InvalidArgument	`MountVolume.SetUp failed for volume "volume" : rpc error: code = InvalidArgument desc =`	If you have supplied invalid arguments in the StorageClass or Persistent Volume, the error log will indicate the fields with the invalid arguments. For dynamic provisioning, check the Storage Class. For static provisioning, check the Persistent Volume.
FailedPrecondition	`MountVolume.SetUp failed for volume "volume" : rpc error: code = FailedPrecondition desc = can not find the sidecar container in Pod spec`	The Parallelstore sidecar container was not injected. Check that the Pod annotation `gke-parallelstore/volumes: "true"` is set correctly.

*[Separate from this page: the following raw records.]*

//! Subcommand entry points for the `methq` binary.

use std::io::{BufWriter, Write};
use std::path::Path;

pub mod bins;
pub mod check;
pub mod compress;
pub mod config;
pub mod format;
pub mod index;
pub mod intervals;
pub mod merge;
pub mod server;

pub(crate) fn open_output(path: Option<&Path>) -> anyhow::Result<Box<dyn Write>> {
    Ok(match path {
        Some(path) => Box::new(BufWriter::new(std::fs::File::create(path)?)),
        None => Box::new(BufWriter::new(std::io::stdout())),
    })
}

Troubleshooting VPC networks

Permission denied to add peering for service `servicenetworking.googleapis.com`

ERROR: (gcloud.services.vpc-peerings.connect) User [$(USER)] does not have 
permission to access services instance [servicenetworking.googleapis.com]
(or it may not exist): Permission denied to add peering for service
'servicenetworking.googleapis.com'.

This error means that you don't have servicenetworking.services.addPeering IAM permission on your user account.

See Access control with IAM for instructions on adding one of the following roles to your account:

roles/compute.networkAdmin or
roles/servicenetworking.networksAdmin

Cannot modify allocated ranges in CreateConnection

ERROR: (gcloud.services.vpc-peerings.connect) The operation
"operations/[operation_id]" resulted in a failure "Cannot modify allocated
ranges in CreateConnection. Please use UpdateConnection.

This error is returned when you have already created a vpc-peering on this network with different IP ranges. There are two possible solutions:

Replace the existing IP ranges:

gcloud services vpc-peerings update \
  --network=NETWORK_NAME \
  --ranges=IP_RANGE_NAME \
  --service=servicenetworking.googleapis.com \
  --force

Or, add the new IP range to the existing connection:

Retrieve the list of existing IP ranges for the peering:

EXISTING_RANGES=$(
  gcloud services vpc-peerings list \
    --network=NETWORK_NAME \
    --service=servicenetworking.googleapis.com \
    --format="value(reservedPeeringRanges.list())"
)

Then, add the new range to the peering:

gcloud services vpc-peerings update \
  --network=NETWORK_NAME \
  --ranges=$EXISTING_RANGES,IP_RANGE_NAME \
  --service=servicenetworking.googleapis.com

IP address range exhausted

Problem: Instance creation fails with range exhausted error:

ERROR: (gcloud.alpha.Parallelstore.instances.create) FAILED_PRECONDITION: Invalid
resource state for "NETWORK_RANGES_NOT_AVAILABLE": IP address range exhausted

Solution: Follow the VPC guide to either recreate the IP range or extend the existing IP range.

If you're recreating a Parallelstore instance, you must recreate the IP range instead of extending it.